No entanto, a nossa avaliação positiva do Bom Samaritano não vem apenas do fato de ele ter compaixão pelo homem ferido, mas também porque ele estava disposto a colocar aquela compaixão em prática através de ações no momento em que foi necessário. Para ser moralmente efetiva, a simpatia deve ser traduzida em ações. Nós não pensaríamos muito sobre a bondade do Samaritano se ele tivesse deixado o homem sangrando na vala mas prometido voltar amanhã para ajudá-lo então; nós provavelmente julgaríamos tal pessoa como sendo extremamente insensível, principalmente se ele pudesse ter ajudado na hora mas simplesmente não se sentiu com vontade de fazê-lo. E mesmo assim, essa é precisamente a resposta ao mal que defensores da teodicéia escatológica atribuem a Deus.

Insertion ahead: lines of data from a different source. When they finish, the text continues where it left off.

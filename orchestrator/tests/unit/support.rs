//! Scripted fakes shared by the tests

#![allow(dead_code)]

use std::collections::HashMap;
use std::sync::{Arc, Mutex};
use std::time::Duration;

use async_trait::async_trait;
use control_plane_client::{
    ComputeInstance, InstanceSpec, InterfaceSpec, NetworkInterface, NetworkSpec, PowerState,
    PublicAddress, PublicAddressSpec, ResourceGroup, ResourceGroupSpec, SecurityGroup,
    SecurityGroupSpec, VirtualNetwork,
};

use stackpilot::deploy::compose::ComposeStack;
use stackpilot::errors::OrchestratorError;
use stackpilot::provision::ControlPlane;
use stackpilot::readiness::ReadinessOptions;
use stackpilot::remote::{CommandOutput, RemoteExecutor, Target};
use stackpilot::storage::settings::AppSettings;

type Responder = Box<dyn Fn(&str) -> Result<CommandOutput, OrchestratorError> + Send + Sync>;

/// Executor answering commands from substring rules.
///
/// The most recently added matching rule wins; unmatched commands succeed
/// with empty output. Every command is recorded.
#[derive(Default)]
pub struct FakeExecutor {
    rules: Mutex<Vec<(String, Responder)>>,
    calls: Mutex<Vec<String>>,
    copies: Mutex<Vec<(String, Vec<u8>, Option<u32>)>>,
}

impl FakeExecutor {
    pub fn new() -> Arc<Self> {
        Arc::new(Self::default())
    }

    pub fn on<F>(&self, pattern: &str, responder: F)
    where
        F: Fn(&str) -> Result<CommandOutput, OrchestratorError> + Send + Sync + 'static,
    {
        self.rules
            .lock()
            .unwrap()
            .push((pattern.to_string(), Box::new(responder)));
    }

    pub fn on_stdout(&self, pattern: &str, stdout: &str) {
        let stdout = stdout.to_string();
        self.on(pattern, move |_| Ok(CommandOutput::from_stdout(stdout.clone())));
    }

    pub fn on_fail(&self, pattern: &str, stderr: &str) {
        let stderr = stderr.to_string();
        self.on(pattern, move |command| Err(command_failed(command, &stderr)));
    }

    pub fn calls(&self) -> Vec<String> {
        self.calls.lock().unwrap().clone()
    }

    /// Commands containing `pattern`
    pub fn calls_matching(&self, pattern: &str) -> Vec<String> {
        self.calls()
            .into_iter()
            .filter(|c| c.contains(pattern))
            .collect()
    }

    /// Index of the first call containing `pattern`
    pub fn position(&self, pattern: &str) -> Option<usize> {
        self.calls().iter().position(|c| c.contains(pattern))
    }

    pub fn copies(&self) -> Vec<(String, Vec<u8>, Option<u32>)> {
        self.copies.lock().unwrap().clone()
    }
}

pub fn command_failed(command: &str, stderr: &str) -> OrchestratorError {
    OrchestratorError::CommandFailed {
        command: command.lines().next().unwrap_or_default().to_string(),
        exit_code: 1,
        stderr: stderr.to_string(),
    }
}

#[async_trait]
impl RemoteExecutor for FakeExecutor {
    async fn execute(
        &self,
        _target: &Target,
        command: &str,
    ) -> Result<CommandOutput, OrchestratorError> {
        self.calls.lock().unwrap().push(command.to_string());
        let rules = self.rules.lock().unwrap();
        match rules.iter().rev().find(|(pattern, _)| command.contains(pattern)) {
            Some((_, responder)) => responder(command),
            None => Ok(CommandOutput::default()),
        }
    }

    async fn copy_content(
        &self,
        _target: &Target,
        content: &[u8],
        remote_path: &str,
        mode: Option<u32>,
    ) -> Result<(), OrchestratorError> {
        self.copies
            .lock()
            .unwrap()
            .push((remote_path.to_string(), content.to_vec(), mode));
        Ok(())
    }

    async fn interactive(&self, _target: &Target) -> Result<(), OrchestratorError> {
        Ok(())
    }
}

/// `docker compose ps` output with every service of the default settings running
pub const ALL_RUNNING: &str = concat!(
    r#"{"Name":"shop-app-1","Service":"app","State":"running","Health":"healthy","Image":"shop:1.4.2"}"#,
    "\n",
    r#"{"Name":"shop-db-1","Service":"db","State":"running","Health":"healthy","Image":"postgres:16"}"#,
    "\n",
    r#"{"Name":"shop-redis-1","Service":"redis","State":"running","Health":"","Image":"redis:7"}"#,
    "\n"
);

/// `docker compose ps` output with the app container exited
pub const APP_EXITED: &str = concat!(
    r#"{"Name":"shop-app-1","Service":"app","State":"exited","Health":"","Image":"shop:1.5.0"}"#,
    "\n",
    r#"{"Name":"shop-db-1","Service":"db","State":"running","Health":"healthy","Image":"postgres:16"}"#,
    "\n"
);

pub const PS_COMMAND: &str = "ps --all --format json";

pub fn fast_readiness() -> ReadinessOptions {
    ReadinessOptions::new(Duration::from_millis(10), Duration::from_millis(100))
}

pub fn stack(executor: Arc<FakeExecutor>) -> ComposeStack {
    let app = AppSettings::default();
    ComposeStack::new(executor, Target::Local, app.remote_dir, app.project_name)
}

/// In-memory control plane counting create calls
#[derive(Default)]
pub struct FakeControlPlane {
    pub groups: Mutex<HashMap<String, ResourceGroup>>,
    pub networks: Mutex<HashMap<String, VirtualNetwork>>,
    pub security_groups: Mutex<HashMap<String, SecurityGroup>>,
    pub addresses: Mutex<HashMap<String, PublicAddress>>,
    pub interfaces: Mutex<HashMap<String, NetworkInterface>>,
    pub instances: Mutex<HashMap<String, ComputeInstance>>,
    pub creates: Mutex<Vec<String>>,
    pub power_states: Mutex<Vec<PowerState>>,
    /// Address assigned to public addresses on creation
    pub assigned_ip: Option<String>,
}

impl FakeControlPlane {
    pub fn create_count(&self, kind: &str) -> usize {
        self.creates
            .lock()
            .unwrap()
            .iter()
            .filter(|k| k.as_str() == kind)
            .count()
    }

    fn record(&self, kind: &str) {
        self.creates.lock().unwrap().push(kind.to_string());
    }
}

#[async_trait]
impl ControlPlane for FakeControlPlane {
    fn backend_name(&self) -> &'static str {
        "fake"
    }

    async fn get_resource_group(
        &self,
        name: &str,
    ) -> Result<Option<ResourceGroup>, OrchestratorError> {
        Ok(self.groups.lock().unwrap().get(name).cloned())
    }

    async fn create_resource_group(
        &self,
        spec: &ResourceGroupSpec,
    ) -> Result<ResourceGroup, OrchestratorError> {
        self.record("group");
        let group = ResourceGroup {
            id: format!("/groups/{}", spec.name),
            name: spec.name.clone(),
            location: spec.location.clone(),
            tags: Default::default(),
        };
        self.groups
            .lock()
            .unwrap()
            .insert(spec.name.clone(), group.clone());
        Ok(group)
    }

    async fn get_network(
        &self,
        _resource_group: &str,
        name: &str,
    ) -> Result<Option<VirtualNetwork>, OrchestratorError> {
        Ok(self.networks.lock().unwrap().get(name).cloned())
    }

    async fn create_network(&self, spec: &NetworkSpec) -> Result<VirtualNetwork, OrchestratorError> {
        self.record("network");
        let network = VirtualNetwork {
            id: format!("/networks/{}", spec.name),
            name: spec.name.clone(),
            location: spec.location.clone(),
            address_space: spec.address_space.clone(),
            subnet_id: format!("/networks/{}/subnets/{}", spec.name, spec.subnet_name),
            subnet_name: spec.subnet_name.clone(),
            subnet_prefix: spec.subnet_prefix.clone(),
        };
        self.networks
            .lock()
            .unwrap()
            .insert(spec.name.clone(), network.clone());
        Ok(network)
    }

    async fn get_security_group(
        &self,
        _resource_group: &str,
        name: &str,
    ) -> Result<Option<SecurityGroup>, OrchestratorError> {
        Ok(self.security_groups.lock().unwrap().get(name).cloned())
    }

    async fn create_security_group(
        &self,
        spec: &SecurityGroupSpec,
    ) -> Result<SecurityGroup, OrchestratorError> {
        self.record("security-group");
        let group = SecurityGroup {
            id: format!("/security-groups/{}", spec.name),
            name: spec.name.clone(),
            location: spec.location.clone(),
            rules: spec.rules.clone(),
        };
        self.security_groups
            .lock()
            .unwrap()
            .insert(spec.name.clone(), group.clone());
        Ok(group)
    }

    async fn get_public_address(
        &self,
        _resource_group: &str,
        name: &str,
    ) -> Result<Option<PublicAddress>, OrchestratorError> {
        Ok(self.addresses.lock().unwrap().get(name).cloned())
    }

    async fn create_public_address(
        &self,
        spec: &PublicAddressSpec,
    ) -> Result<PublicAddress, OrchestratorError> {
        self.record("public-address");
        let address = PublicAddress {
            id: format!("/addresses/{}", spec.name),
            name: spec.name.clone(),
            location: spec.location.clone(),
            ip_address: self.assigned_ip.clone(),
            dns_label: spec.dns_label.clone(),
        };
        self.addresses
            .lock()
            .unwrap()
            .insert(spec.name.clone(), address.clone());
        Ok(address)
    }

    async fn get_interface(
        &self,
        _resource_group: &str,
        name: &str,
    ) -> Result<Option<NetworkInterface>, OrchestratorError> {
        Ok(self.interfaces.lock().unwrap().get(name).cloned())
    }

    async fn create_interface(
        &self,
        spec: &InterfaceSpec,
    ) -> Result<NetworkInterface, OrchestratorError> {
        self.record("interface");
        let interface = NetworkInterface {
            id: format!("/interfaces/{}", spec.name),
            name: spec.name.clone(),
            location: spec.location.clone(),
            private_ip: Some("10.0.1.4".to_string()),
        };
        self.interfaces
            .lock()
            .unwrap()
            .insert(spec.name.clone(), interface.clone());
        Ok(interface)
    }

    async fn get_instance(
        &self,
        _resource_group: &str,
        name: &str,
    ) -> Result<Option<ComputeInstance>, OrchestratorError> {
        Ok(self.instances.lock().unwrap().get(name).cloned())
    }

    async fn create_instance(
        &self,
        spec: &InstanceSpec,
    ) -> Result<ComputeInstance, OrchestratorError> {
        self.record("instance");
        let instance = ComputeInstance {
            id: format!("/instances/{}", spec.name),
            name: spec.name.clone(),
            location: spec.location.clone(),
            size: spec.size.clone(),
            provisioning_state: Some("Succeeded".to_string()),
        };
        self.instances
            .lock()
            .unwrap()
            .insert(spec.name.clone(), instance.clone());
        Ok(instance)
    }

    /// Pops scripted states; `Running` once the script is exhausted
    async fn get_power_state(
        &self,
        _resource_group: &str,
        _name: &str,
    ) -> Result<PowerState, OrchestratorError> {
        let mut states = self.power_states.lock().unwrap();
        if states.is_empty() {
            Ok(PowerState::Running)
        } else {
            Ok(states.remove(0))
        }
    }

    async fn delete_resource_group(&self, name: &str) -> Result<(), OrchestratorError> {
        self.groups.lock().unwrap().remove(name);
        Ok(())
    }
}

/// Backup directories on the simulated host: id to metadata, `None` when missing
pub type BackupDirs = Arc<Mutex<HashMap<String, Option<String>>>>;

pub const BACKUP_ROOT: &str = "/opt/stackpilot/backups";

/// Backup id following `<root>/` in a command
pub fn id_after_root(command: &str) -> Option<String> {
    let prefix = format!("{}/", BACKUP_ROOT);
    let start = command.find(&prefix)? + prefix.len();
    let id: String = command[start..]
        .chars()
        .take_while(|c| c.is_ascii_alphanumeric() || *c == '-' || *c == '_')
        .collect();
    Some(id).filter(|id| !id.is_empty())
}

fn metadata_block(metadata: &str) -> String {
    format!(
        "{}\n{}\n{}\n",
        stackpilot::backup::META_BEGIN,
        metadata,
        stackpilot::backup::META_END
    )
}

/// Answer the backup manager's scripts from an in-memory directory listing
pub fn script_backup_host(executor: &FakeExecutor) -> BackupDirs {
    let dirs: BackupDirs = Arc::new(Mutex::new(HashMap::new()));

    let listing = dirs.clone();
    executor.on("for d in", move |_| {
        let dirs = listing.lock().unwrap();
        let mut ids: Vec<&String> = dirs.keys().collect();
        ids.sort();
        let stdout: String = ids
            .into_iter()
            .map(|id| metadata_block(dirs[id].as_deref().unwrap_or_default()))
            .collect();
        Ok(CommandOutput::from_stdout(stdout))
    });

    // The create script also loops over data directories, so it is registered after the listing
    let created = dirs.clone();
    executor.on("pg_dump", move |command| {
        let id = id_after_root(command).unwrap_or_default();
        let template = command
            .split("printf '")
            .nth(1)
            .and_then(|rest| rest.split("\\n'").next())
            .unwrap_or_default();
        let metadata = template.replace("%s", "4096");
        let mut dirs = created.lock().unwrap();
        if dirs.contains_key(&id) {
            return Err(command_failed(command, "backup directory already exists"));
        }
        dirs.insert(id, Some(metadata.clone()));
        Ok(CommandOutput::from_stdout(format!(
            "dumping...\n{}",
            metadata_block(&metadata)
        )))
    });

    let lookup = dirs.clone();
    executor.on("test -d", move |command| {
        let id = id_after_root(command).unwrap_or_default();
        match lookup.lock().unwrap().get(&id) {
            Some(Some(metadata)) => Ok(CommandOutput::from_stdout(metadata_block(metadata))),
            _ => Err(command_failed(command, "")),
        }
    });

    let removal = dirs.clone();
    executor.on(&format!("rm -rf {}/", BACKUP_ROOT), move |command| {
        if let Some(id) = id_after_root(command) {
            removal.lock().unwrap().remove(&id);
        }
        Ok(CommandOutput::default())
    });

    dirs
}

Se o mal será abolido em um momento futuro ou não, o mal ainda existe agora, e essa existência precisa ser contabilizada. Talvez existe um Céu onde os corretos são recompensados pelos seus sofrimento na Terra, mas isso não resolve a questão: porque Deus deixou que eles sofressem pra começar? Se tal ser existe, como pode a declaração de sua bondade ser reconciliada com a sua manifestada falta de ação frente a tais males? Depois de percorrer a lógica da teodicéia escatológica, nós voltamos ao ponto de onde havíamos saído, ainda enfrentando o não-resolvido problema do mal.
A Defesa do Bem Maior
As próximas 4 teodicéias que serão discutidas são sub-classes de uma defesa mais geral, que chamamos de a teodicéia "do bem maior". Tais argumentos assumem que existe um fim particular que Deus deseja atingir e que não pode ser alcançado senão pela criação do mal, e apesar de que Deus não quer que o mal exista, o bem em potencial é tão maior que ele não tem escolha senão fazer com que o mal aconteça para alcançar o melhor resultado final. O mal não é o fim, mas um efeito colateral infortúnio mas necessário do plano de Deus. Uma analogia que apologistas frequentemente usam é um urso com o pé preso em uma armadilha e um veterinário que deseja libertar o urso, mas precisa acertá-lo com um dardo tranquilizante para fazê-lo. Sem conseguir enxergar o quadro todo, o urso sentiria dor por causa do dardo e pensaria que o veterinário é malvado, sem se dar conta de que a dor era para seu próprio bem.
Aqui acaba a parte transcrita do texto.